EL MISMO LIBRO

(1989)

 

SILVA DE LOS OLMOS

ME gusta ir por el campo
cuando muere la tarde. Son momentos
de no pensar en nada
ni de sentir tampoco sino acentos
mínimos, la callada
arboleda o el cielo prisionero
en el profundo pozo. Qué lastimero
aire tienen las cosas
entonces, las quimeras que soñamos,
los mundos sin reclamos,
las sombras y las derrotadas rosas
que van a nuestro lado.
Todo al final resulta un es cansado
como escribió Quevedo:
la lámpara encendida,
la noche entrando
montada sobre el miedo
y el río de la vida
con duelo de riberas y pasando.

 

EL TALLER DE LOS SUEÑOS

VENGO a casa por el mismo camino,
pensando estas palabras,
las cosas que me cruzo,
una nube de oro y azafranes
o esa abubilla que al cantar se aparta.
Vuelvo a casa por el mismo camino
y me acompaña una indecible pena,
la rara sensación de estar viviendo
lo que vivieron otros.
Como si el lienzo
en el que voy dejando el trazo, el día,
la luz que ya no vive, pensativa,
crepuscular y amarga,
lo hubiera terminado una mano sin nombre
en el taller del sueño hace ya años.
Éste es el viejo cuadro:
con el tiempo a los árboles
el barniz del ocaso ha vuelto negros
y sólo se ve en él, a duras penas,
junto al laurel en sombra
el silencioso hogar, el humo, el fuego
que me espera.

 

¡AQUELLOS TRENES DE ENTONCES...

						

¡AQUELLOS trenes de entonces
entre León y Palencia!
¡Dorados atardeceres!
Bardas. Carrizos. Iglesias.
La triste monotonía
se miraba en la meseta.
Yo leía. Y contemplaba
alguna lejana hilera
de chopos en silencio
o las verdes sementeras.
Parecía el traqueteo
filosófica monserga:
todo es igual y distinto,
todo cuestión de paciencia.
Y aquel sol entumecido
se adormilaba en las cuevas
que mi corazón abría
entre León y Palencia.

 

A UN TRICORNIO CUBISTA

LA procesión marcha lenta.
Huele a pólvora la calle
empedrada y polvorienta.
La tarde cae sobre el valle.

El santo en la coronilla
trae la corona clavada
y comida por polilla
la bondadosa mirada.

Hace calor. Un corchete
abre la marcha. En el cielo
el humo azul de un cohete
se dora de caramelo.

Es la hora. La alameda
se entristece. Muere el sol
y en el tricornio se queda
un paisaje de charol.

 

LAS MANZANAS

RECUERDO aquellas tardes de septiembre doradas.
Recuerdo venir mansos al establo los bueyes
pacientes y paganos, las tardes ya pasadas
y el provincial sosiego de desgastadas leyes.
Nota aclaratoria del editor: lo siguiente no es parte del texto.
enum UnitSlot {
    Empty,
    /// The unit is out being analysed; identity stays answerable.
    Busy {
        kind: LibraryUnitKind,
        identifier: Symbol,
        identifier2: Option<Symbol>,
        filename: String,
    },
    Occupied(LibraryUnit),
}

pub struct Ast {
    filename: String,
    work_library: String,
    version: Version,
    strings: StringTable,
    library_manager: Arc<LibraryManager>,

    main_file: Option<SourceFile>,
    parse_errors: Vec<Diagnostic>,
    semantic_errors: Vec<Diagnostic>,

    slots: Vec<UnitSlot>,
    cache: HashMap<String, Vec<UnitId>>,

    invalidated: bool,
}
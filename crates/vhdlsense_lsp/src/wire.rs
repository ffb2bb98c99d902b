//! Wire-position conversion.
//!
//! Positions on the wire are zero-based; everything inside the engine is
//! one-based. All conversion happens here, in both directions, so the rest
//! of the code never mixes the two.

use vhdlsense_base::{Location, Position};

pub fn to_wire_position(p: Position) -> lsp_types::Position {
    lsp_types::Position {
        line: p.line.saturating_sub(1),
        character: p.column.saturating_sub(1),
    }
}

pub fn to_wire_range(l: Location) -> lsp_types::Range {
    lsp_types::Range {
        start: to_wire_position(l.begin),
        end: to_wire_position(l.end),
    }
}

pub fn from_wire_position(p: lsp_types::Position) -> Position {
    Position::new(p.line + 1, p.character + 1)
}

#[cfg(test)]
mod tests {
    use super::*;

    #[test]
    fn internal_one_based_to_wire_zero_based() {
        let p = to_wire_position(Position::new(1, 1));
        assert_eq!(p, lsp_types::Position { line: 0, character: 0 });
        let p = to_wire_position(Position::new(10, 4));
        assert_eq!(p, lsp_types::Position { line: 9, character: 3 });
    }

    #[test]
    fn wire_zero_based_to_internal_one_based() {
        let p = from_wire_position(lsp_types::Position { line: 0, character: 0 });
        assert_eq!(p, Position::new(1, 1));
    }

    #[test]
    fn roundtrip() {
        let original = Position::new(42, 17);
        let back = from_wire_position(to_wire_position(original));
        assert_eq!(back, original);
    }
}
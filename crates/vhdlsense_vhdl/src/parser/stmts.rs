//! Sequential and concurrent statements.

use super::{NameOptions, ParseState, Parser};
use crate::lexer::LookParams;
use crate::parser::decls::DeclarativePart;
use crate::syntax::*;
use crate::token::{Kind, Token, Version};

const EXPECTING_ASSIGNMENT: &str = "Expecting a signal assignment or a variable assignment";
const EXPECTING_SEQ_STMT: &str =
    "Expecting a signal assignment, variable assignment or a procedure call";
const WAIT_ON_UNTIL_FOR_SEMIC: &str = "Expecting on, until, for or a semicolon";
const WAIT_UNTIL_FOR_SEMIC: &str = "Expecting until, for or a semicolon";
const WAIT_FOR_SEMIC: &str = "Expecting for or a semicolon";
const WAIT_ONLY_NAME_SENSITIVITY: &str = "Only names allowed in a sensitivity list";
const WAIT_ONLY_ONE_SENSITIVITY: &str = "Only one sensitivity lists is allowed";
const WAIT_ONLY_ONE_CONDITION: &str = "Only one condition is allowed";
const ASSERT_REPORT_BEFORE_SEVERITY: &str = "report must be before severity";
const REPORT_VHDL87: &str = "report statement is not allowed in vhdl87";
const CASE_MISSING_ALTERNATIVE: &str = "Missing alternative in case statement";
const PARAM_SPEC_EXPECTING_IDENT: &str = "Expecting identifier here";
const UNAFFECTED_WAVEFORMS_VHDL87: &str = "Unaffected waveforms is not allowed in vhdl87";
const REJECT_VHDL87: &str = "reject delay mechanism is not allowed in vhdl87";
const INERTIAL_VHDL87: &str = "inertial delay mechanism is not allowed in vhdl87";
const INST_LABEL: &str = "Component instantiation must have a label";
const GENERATE_LABEL: &str = "Generate must have a label";
const BLOCK_LABEL: &str = "Block statement must have a label";
const BLOCK_GUARD: &str = "Right parenthesis expected after guard expression";
const IS_NOT_ALLOWED_IN_VHDL87: &str = "Is is not allowed here in vhdl87";
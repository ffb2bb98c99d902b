//! Folding ranges.
//!
//! Emits one range per structural region whose start and end are at least
//! two lines apart: generic/port lists, declaration regions, statement
//! regions, loops, case alternatives, records and enumerations, generate
//! bodies and instantiation maps. Output lines are zero-based; the fold
//! closes on the line before the terminating keyword.

use lsp_types::FoldingRange;
use vhdlsense_base::Location;
use vhdlsense_vhdl::ast::Ast;
use vhdlsense_vhdl::syntax::*;

pub fn folding_ranges(ast: &Ast) -> Vec<FoldingRange> {
    let mut out = Vec::new();

    let Some(main) = ast.get_main_file() else {
        return out;
    };

    for &uid in &main.units {
        let Some(unit) = ast.unit(uid) else { continue };
        unit_ranges(&unit.syntax, &mut out);
    }

    out
}

fn foldable(from: Location, to: Location, out: &mut Vec<FoldingRange>) {
    if to.begin.line < from.end.line + 2 {
        return;
    }
    out.push(FoldingRange {
        start_line: from.end.line - 1,
        start_character: Some(from.end.column),
        end_line: to.begin.line - 2,
        end_character: Some(to.begin.column),
        ..Default::default()
    });
}

fn foldable_opt(from: Option<Location>, to: Option<Location>, out: &mut Vec<FoldingRange>) {
    if let (Some(from), Some(to)) = (from, to) {
        foldable(from, to, out);
    }
}

/// A zero-width location at the end of `span`, for folds that close where a
/// statement does.
fn at_end(span: Location) -> Location {
    Location::new(span.file, span.end, span.end)
}

fn unit_ranges(unit: &DesignUnit, out: &mut Vec<FoldingRange>) {
    match &unit.kind {
        DesignUnitKind::Entity(e) => {
            interface_ranges(&e.generics, out);
            interface_ranges(&e.ports, out);
            match e.begin_kw {
                Some(begin) => {
                    foldable(e.is_kw, begin, out);
                    foldable(begin, e.end_kw, out);
                }
                None => foldable(e.is_kw, e.end_kw, out),
            }
            decl_list_ranges(&e.decls, out);
            conc_list_ranges(&e.stmts, out);
        }
        DesignUnitKind::Architecture(a) => {
            foldable(a.is_kw, a.begin_kw, out);
            foldable(a.begin_kw, a.end_kw, out);
            decl_list_ranges(&a.decls, out);
            conc_list_ranges(&a.stmts, out);
        }
        DesignUnitKind::Package(p) => {
            foldable(p.is_kw, p.end_kw, out);
            decl_list_ranges(&p.decls, out);
        }
        DesignUnitKind::PackageBody(p) => {
            foldable(p.is_kw, p.end_kw, out);
            decl_list_ranges(&p.decls, out);
        }
        DesignUnitKind::Configuration(c) => {
            foldable(c.is_kw, c.end_kw, out);
            decl_list_ranges(&c.decls, out);
            if let Some(block) = &c.block {
                foldable(block.for_kw, block.end_kw, out);
            }
        }
    }
}

fn interface_ranges(clause: &Option<InterfaceClause>, out: &mut Vec<FoldingRange>) {
    if let Some(clause) = clause {
        foldable(clause.lparen, clause.rparen, out);
        decl_list_ranges(&clause.items, out);
    }
}

fn decl_list_ranges(decls: &[DeclarativeItem], out: &mut Vec<FoldingRange>) {
    for decl in decls {
        decl_ranges(decl, out);
    }
}

fn decl_ranges(decl: &DeclarativeItem, out: &mut Vec<FoldingRange>) {
    match &decl.kind {
        DeclKind::Type(t) => {
            if let Some(def) = &t.def {
                match &def.kind {
                    TypeDefKind::Enumeration { lparen, rparen, .. } => {
                        foldable(*lparen, *rparen, out)
                    }
                    TypeDefKind::Record { record_kw, end_kw, .. } => {
                        foldable(*record_kw, *end_kw, out)
                    }
                    TypeDefKind::Physical { units_kw, end_kw, .. } => {
                        foldable(*units_kw, *end_kw, out)
                    }
                    _ => {}
                }
            }
        }
        DeclKind::Subprogram(s) => {
            foldable_opt(s.spec.lparen, s.spec.rparen, out);
        }
        DeclKind::SubprogramBody(b) => {
            foldable_opt(b.spec.lparen, b.spec.rparen, out);
            foldable(b.is_kw, b.begin_kw, out);
            foldable(b.begin_kw, b.end_kw, out);
            decl_list_ranges(&b.decls, out);
            seq_list_ranges(&b.stmts, out);
        }
        DeclKind::Component(c) => {
            interface_ranges(&c.generics, out);
            interface_ranges(&c.ports, out);
        }
        _ => {}
    }
}

fn seq_list_ranges(stmts: &[SequentialStatement], out: &mut Vec<FoldingRange>) {
    for stmt in stmts {
        seq_ranges(stmt, out);
    }
}

fn seq_ranges(stmt: &SequentialStatement, out: &mut Vec<FoldingRange>) {
    match &stmt.kind {
        SeqStmt::If(chain) => if_ranges(stmt.span, chain, out),
        SeqStmt::ForLoop { loop_kw, body, end_kw, .. }
        | SeqStmt::WhileLoop { loop_kw, body, end_kw, .. } => {
            foldable(*loop_kw, *end_kw, out);
            seq_list_ranges(body, out);
        }
        SeqStmt::Case { is_kw, alternatives, end_kw, .. } => {
            foldable(*is_kw, *end_kw, out);
            for (i, alternative) in alternatives.iter().enumerate() {
                let to = alternatives
                    .get(i + 1)
                    .map(|next| next.when_kw)
                    .unwrap_or(*end_kw);
                foldable(alternative.when_kw, to, out);
                seq_list_ranges(&alternative.stmts, out);
            }
        }
        _ => {}
    }
}

fn if_ranges(span: vhdlsense_base::Location, chain: &IfStatement, out: &mut Vec<FoldingRange>) {
    let close = chain
        .otherwise
        .as_ref()
        .map(|next| next.span)
        .unwrap_or_else(|| at_end(span));
    // fold from `then` down to the next link (or the end of the chain)
    foldable(chain.then_kw, close, out);
    seq_list_ranges(&chain.then_stmts, out);
    if let Some(next) = &chain.otherwise {
        if let SeqStmt::If(inner) = &next.kind {
            if_ranges(next.span, inner, out);
        }
    }
}

fn conc_list_ranges(stmts: &[ConcurrentStatement], out: &mut Vec<FoldingRange>) {
    for stmt in stmts {
        conc_ranges(stmt, out);
    }
}

fn conc_ranges(stmt: &ConcurrentStatement, out: &mut Vec<FoldingRange>) {
    match &stmt.kind {
        ConcStmt::Process(p) => {
            foldable(p.process_kw, p.begin_kw, out);
            foldable(p.begin_kw, p.end_kw, out);
            decl_list_ranges(&p.decls, out);
            seq_list_ranges(&p.stmts, out);
        }
        ConcStmt::Block(b) => {
            foldable(b.block_kw, b.begin_kw, out);
            foldable(b.begin_kw, b.end_kw, out);
            interface_ranges(&b.generics, out);
            interface_ranges(&b.ports, out);
            decl_list_ranges(&b.decls, out);
            conc_list_ranges(&b.stmts, out);
        }
        ConcStmt::Instantiation(inst) => {
            if let Some(kw) = inst.generic_map_kw {
                let to = inst.port_map_kw.unwrap_or_else(|| at_end(stmt.span));
                foldable(kw, to, out);
            }
            if let Some(kw) = inst.port_map_kw {
                foldable(kw, at_end(stmt.span), out);
            }
        }
        ConcStmt::ForGenerate(ForGenerate { generate_kw, decls, stmts, end_kw, .. })
        | ConcStmt::IfGenerate(IfGenerate { generate_kw, decls, stmts, end_kw, .. }) => {
            foldable(*generate_kw, *end_kw, out);
            decl_list_ranges(decls, out);
            conc_list_ranges(stmts, out);
        }
        _ => {}
    }
}
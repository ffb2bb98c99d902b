//! Analyzer-side nodes: declarative regions, named entities, library units.
//!
//! The binder builds one [`RegionArena`] per library unit. Regions and
//! entities are stored in flat vectors and addressed by index, so the
//! AST ⇄ region ⇄ entity cycles of the source language collapse to plain
//! integers. A reference *across* units is an [`EntityRef`] — a
//! `(unit, entity)` pair the façade validates against its cache at lookup
//! time — never a pointer.

use vhdlsense_base::{Location, Symbol};

use crate::syntax::DesignUnit;

/// Identity of a cached library unit within one façade.
#[derive(Clone, Copy, PartialEq, Eq, Hash, Debug)]
pub struct UnitId(pub u32);

/// Index of a region inside one unit's [`RegionArena`].
#[derive(Clone, Copy, PartialEq, Eq, Debug)]
pub struct RegionId(pub u32);

/// Index of a named entity inside one unit's [`RegionArena`].
#[derive(Clone, Copy, PartialEq, Eq, Debug)]
pub struct EntityId(pub u32);

/// A cross-unit (or intra-unit) reference to a named entity.
#[derive(Clone, Copy, PartialEq, Eq, Debug)]
pub struct EntityRef {
    pub unit: UnitId,
    pub entity: EntityId,
}

/// What AST construct opened a region.
#[derive(Clone, Copy, PartialEq, Eq, Debug)]
pub enum RegionKind {
    Root,
    Entity,
    Architecture,
    Package,
    PackageBody,
    Configuration,
    Subprogram,
    SubprogramBody,
    Component,
    Instantiation,
    Process,
    ForGenerate,
    IfGenerate,
    Record,
}

/// The installed effect of a use clause: a bag of entities consulted only
/// after direct visibility fails.
#[derive(Debug, Default)]
pub struct DirectVisibility {
    pub entities: Vec<EntityRef>,
}

/// A named scope.
#[derive(Debug)]
pub struct DeclarativeRegion {
    pub kind: RegionKind,
    /// Enclosing region in the same unit.
    pub outer: Option<RegionId>,
    /// Continuation of the visibility walk in another unit (an architecture
    /// extends its entity).
    pub extends: Option<(UnitId, RegionId)>,
    pub named_entities: Vec<EntityId>,
    pub potentially_visible: Vec<DirectVisibility>,
    pub inner: Vec<RegionId>,
}

/// Kind of a named entity.
#[derive(Clone, Copy, PartialEq, Eq, Debug)]
pub enum EntityKind {
    Entity,
    Architecture,
    Configuration,
    Package,
    PackageBody,
    TypeDecl,
    Subtype,
    Constant,
    Signal,
    Variable,
    File,
    Alias,
    Function,
    Procedure,
    Component,
    Element,
    Library,
    EnumLiteral,
}

impl EntityKind {
    /// Lowercase noun used by hover summaries and the CLI.
    pub fn describe(self) -> &'static str {
        match self {
            EntityKind::Entity => "entity",
            EntityKind::Architecture => "architecture",
            EntityKind::Configuration => "configuration",
            EntityKind::Package => "package",
            EntityKind::PackageBody => "package body",
            EntityKind::TypeDecl => "type",
            EntityKind::Subtype => "subtype",
            EntityKind::Constant => "constant",
            EntityKind::Signal => "signal",
            EntityKind::Variable => "variable",
            EntityKind::File => "file",
            EntityKind::Alias => "alias",
            EntityKind::Function => "function",
            EntityKind::Procedure => "procedure",
            EntityKind::Component => "component",
            EntityKind::Element => "element",
            EntityKind::Library => "library",
            EntityKind::EnumLiteral => "enumeration literal",
        }
    }
}

/// An analyzer-side object for one declared name.
#[derive(Debug)]
pub struct NamedEntity {
    pub identifier: Symbol,
    pub kind: EntityKind,
    /// Range of the whole declaration.
    pub decl: Location,
    /// Range of the defining identifier token.
    pub selection: Location,
    /// Declarator index inside a multi-identifier declaration
    /// (`signal a, b, c : bit` gives indices 0, 1, 2).
    pub index: u32,
    /// For design units, subprograms and components: the region this entity
    /// opened, in its owning unit's arena.
    pub region: Option<RegionId>,
    /// For objects and elements whose type is a record (and for record type
    /// declarations themselves): the record's inner region.
    pub record_region: Option<(UnitId, RegionId)>,
}

impl NamedEntity {
    pub fn new(identifier: Symbol, kind: EntityKind, decl: Location, selection: Location) -> Self {
        NamedEntity {
            identifier,
            kind,
            decl,
            selection,
            index: 0,
            region: None,
            record_region: None,
        }
    }

    pub fn with_index(mut self, index: u32) -> Self {
        self.index = index;
        self
    }
}

/// Flat storage for one unit's regions and entities.
#[derive(Debug, Default)]
pub struct RegionArena {
    regions: Vec<DeclarativeRegion>,
    entities: Vec<NamedEntity>,
}

impl RegionArena {
    pub fn new() -> Self {
        Self::default()
    }

    pub fn alloc_region(&mut self, kind: RegionKind, outer: Option<RegionId>) -> RegionId {
        let id = RegionId(self.regions.len() as u32);
        self.regions.push(DeclarativeRegion {
            kind,
            outer,
            extends: None,
            named_entities: Vec::new(),
            potentially_visible: Vec::new(),
            inner: Vec::new(),
        });
        if let Some(outer) = outer {
            self.region_mut(outer).inner.push(id);
        }
        id
    }

    pub fn alloc_entity(&mut self, entity: NamedEntity) -> EntityId {
        let id = EntityId(self.entities.len() as u32);
        self.entities.push(entity);
        id
    }

    pub fn region(&self, id: RegionId) -> &DeclarativeRegion {
        &self.regions[id.0 as usize]
    }

    pub fn region_mut(&mut self, id: RegionId) -> &mut DeclarativeRegion {
        &mut self.regions[id.0 as usize]
    }

    pub fn entity(&self, id: EntityId) -> &NamedEntity {
        &self.entities[id.0 as usize]
    }

    pub fn entity_mut(&mut self, id: EntityId) -> &mut NamedEntity {
        &mut self.entities[id.0 as usize]
    }

    pub fn region_count(&self) -> usize {
        self.regions.len()
    }

    pub fn entity_count(&self) -> usize {
        self.entities.len()
    }

    /// Entities named `identifier` directly declared in `region`; when none
    /// match, the region's potentially visible shapes are consulted instead.
    pub fn lookup_in_region(
        &self,
        unit: UnitId,
        region: RegionId,
        identifier: Symbol,
    ) -> (Vec<EntityRef>, Vec<EntityRef>) {
        let region = self.region(region);
        let mut direct = Vec::new();
        for &eid in &region.named_entities {
            if self.entity(eid).identifier == identifier {
                direct.push(EntityRef { unit, entity: eid });
            }
        }
        let mut potential = Vec::new();
        if direct.is_empty() {
            for shape in &region.potentially_visible {
                potential.extend(shape.entities.iter().copied());
            }
        }
        (direct, potential)
    }
}

/// Monotonic analysis state of one cached library unit.
#[derive(Clone, Copy, PartialEq, Eq, Debug)]
pub enum LibraryUnitState {
    Outdated,
    Parsed,
    Analysing,
    Analysed,
}

/// A parsed (and possibly bound) design unit held in a façade's per-library
/// cache.
#[derive(Debug)]
pub struct LibraryUnit {
    pub id: UnitId,
    pub state: LibraryUnitState,
    pub syntax: DesignUnit,
    pub filename: String,
    pub arena: RegionArena,
    pub root_region: Option<RegionId>,
    /// The entity this unit declares for itself in its root region.
    pub self_entity: Option<EntityId>,
    /// Units that loaded this one.
    pub references: Vec<UnitId>,
    /// Units this one loaded.
    pub dependencies: Vec<UnitId>,
}

impl LibraryUnit {
    pub fn new(id: UnitId, syntax: DesignUnit, filename: String) -> Self {
        LibraryUnit {
            id,
            state: LibraryUnitState::Parsed,
            syntax,
            filename,
            arena: RegionArena::new(),
            root_region: None,
            self_entity: None,
            references: Vec::new(),
            dependencies: Vec::new(),
        }
    }
}

#[cfg(test)]
mod tests {
    use super::*;

    #[test]
    fn alloc_region_links_inner_to_outer() {
        let mut arena = RegionArena::new();
        let root = arena.alloc_region(RegionKind::Root, None);
        let inner = arena.alloc_region(RegionKind::Entity, Some(root));
        assert_eq!(arena.region(inner).outer, Some(root));
        assert_eq!(arena.region(root).inner, vec![inner]);
    }

    #[test]
    fn lookup_finds_direct_entities_by_identifier() {
        let mut arena = RegionArena::new();
        let root = arena.alloc_region(RegionKind::Root, None);
        let sym = Symbol::EMPTY;
        let e = arena.alloc_entity(NamedEntity::new(
            sym,
            EntityKind::Signal,
            Location::default(),
            Location::default(),
        ));
        arena.region_mut(root).named_entities.push(e);

        let (direct, potential) = arena.lookup_in_region(UnitId(0), root, sym);
        assert_eq!(direct.len(), 1);
        assert!(potential.is_empty());
    }

    #[test]
    fn lookup_falls_back_to_potentially_visible_only_on_miss() {
        let mut arena = RegionArena::new();
        let root = arena.alloc_region(RegionKind::Root, None);
        let shape = DirectVisibility {
            entities: vec![EntityRef { unit: UnitId(7), entity: EntityId(0) }],
        };
        arena.region_mut(root).potentially_visible.push(shape);

        let (direct, potential) = arena.lookup_in_region(UnitId(0), root, Symbol::EMPTY);
        assert!(direct.is_empty());
        assert_eq!(potential.len(), 1);
    }
}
Un pueblo de León. Viejos adobes. Lento
trajín de un tren correo que perdía sus toses
entre temblones álamos y un humo ceniciento
al tiempo que en mi mano morían los adioses.

Recuerdo aquella casa, la sala tenebrosa
con balcones que daban a la plaza, y el ruido
del reloj, los retratos y una estampa piadosa,
un hurón disecado y el velador dormido.

Y en el corral, las cajas. Las manzanas reinetas
que tenían debajo hojas de cantorales
góticos, arrancadas vísperas y completas
de miniados añiles en letras capitales.

Y los blancos salterios y libros heredados
de un tío cura muerto, ahora eran sudario
para aquellas manzanas de virgilianos prados,
huertos y pomaradas al pie de un santuario.

Manzanas de septiembre, aromadas manzanas.
Recuerdo aquellas tardes otoñales y mías
como una salve antigua, tristes y gregorianas.
Aquel sentir lejano que llegarían días

en que yo recordase, desvanecido el mundo:
la flor de los vestidos, las hojas en las ramas
y el chillar de los cuervos serían el profundo
y silencioso abismo de aquellos pentagramas.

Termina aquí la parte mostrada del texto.